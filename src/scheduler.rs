//! 定时调度：启动时可选运行一次，之后每隔 N 天运行一次
use crate::cancel::CancelSignal;
use crate::error::{RsResult, RulesetError};
use crate::pipeline::{Pipeline, RunReport};
use log::{debug, info};
use std::sync::Arc;
use tokio::time::{interval_at, Instant, MissedTickBehavior};

/// 规则集生成调度器
pub struct Scheduler {
    pipeline: Arc<Pipeline>,
}

impl Scheduler {
    pub fn new(pipeline: Arc<Pipeline>) -> Self {
        Self { pipeline }
    }

    /// 立即运行一次；已有运行进行中时等待其结束
    pub async fn trigger(&self, cancel: &CancelSignal) -> RsResult<RunReport> {
        self.pipeline.run(cancel).await
    }

    /// 按配置周期运行，直到收到关闭信号
    ///
    /// 单次运行失败只记录日志，不影响后续调度；关闭信号同时会取消进行中的运行。
    pub async fn run_until_shutdown(&self, shutdown: CancelSignal) {
        let config = self.pipeline.config();
        let period = config.interval();
        let first = if config.run_on_startup {
            Instant::now()
        } else {
            Instant::now() + period
        };

        let mut ticker = interval_at(first, period);
        ticker.set_missed_tick_behavior(MissedTickBehavior::Delay);
        info!(
            "调度器已启动：每 {} 天运行一次，启动时运行：{}",
            config.interval_days, config.run_on_startup
        );

        loop {
            tokio::select! {
                _ = shutdown.cancelled() => break,
                _ = ticker.tick() => {
                    match self.trigger(&shutdown).await {
                        Ok(report) => debug!("本次运行完成，耗时 {:?}", report.elapsed),
                        Err(RulesetError::Cancelled) => break,
                        // 失败已在流水线内记录
                        Err(_) => {}
                    }
                }
            }
        }
        info!("调度器已停止");
    }
}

What you will do:
All records are to be written out exactly.

Result:
filename src/scheduler.rs
//! 定时调度：启动时可选运行一次，之后每隔 N 天运行一次
use crate::cancel::CancelSignal;
use crate::error::{RsResult, RulesetError};
use crate::pipeline::{Pipeline, RunReport};
use log::{debug, info};
use std::sync::Arc;
use tokio::time::{interval_at, Instant, MissedTickBehavior};

/// 规则集生成调度器
pub struct Scheduler {
    pipeline: Arc<Pipeline>,
}

impl Scheduler {
    pub fn new(pipeline: Arc<Pipeline>) -> Self {
        Self { pipeline }
    }

    /// 立即运行一次；已有运行进行中时等待其结束
    pub async fn trigger(&self, cancel: &CancelSignal) -> RsResult<RunReport> {
        self.pipeline.run(cancel).await
    }

    /// 按配置周期运行，直到收到关闭信号
    ///
    /// 单次运行失败只记录日志，不影响后续调度；关闭信号同时会取消进行中的运行。
    pub async fn run_until_shutdown(&self, shutdown: CancelSignal) {
        let config = self.pipeline.config();
        let period = config.interval();
        let first = if config.run_on_startup {
            Instant::now()
        } else {
            Instant::now() + period
        };

        let mut ticker = interval_at(first, period);
        ticker.set_missed_tick_behavior(MissedTickBehavior::Delay);
        info!(
            "调度器已启动：每 {} 天运行一次，启动时运行：{}",
            config.interval_days, config.run_on_startup
        );

        loop {
            tokio::select! {
                _ = shutdown.cancelled() => break,
                _ = ticker.tick() => {
                    match self.trigger(&shutdown).await {
                        Ok(report) => debug!("本次运行完成，耗时 {:?}", report.elapsed),
                        Err(RulesetError::Cancelled) => break,
                        // 失败已在流水线内记录
                        Err(_) => {}
                    }
                }
            }
        }
        info!("调度器已停止");
    }
}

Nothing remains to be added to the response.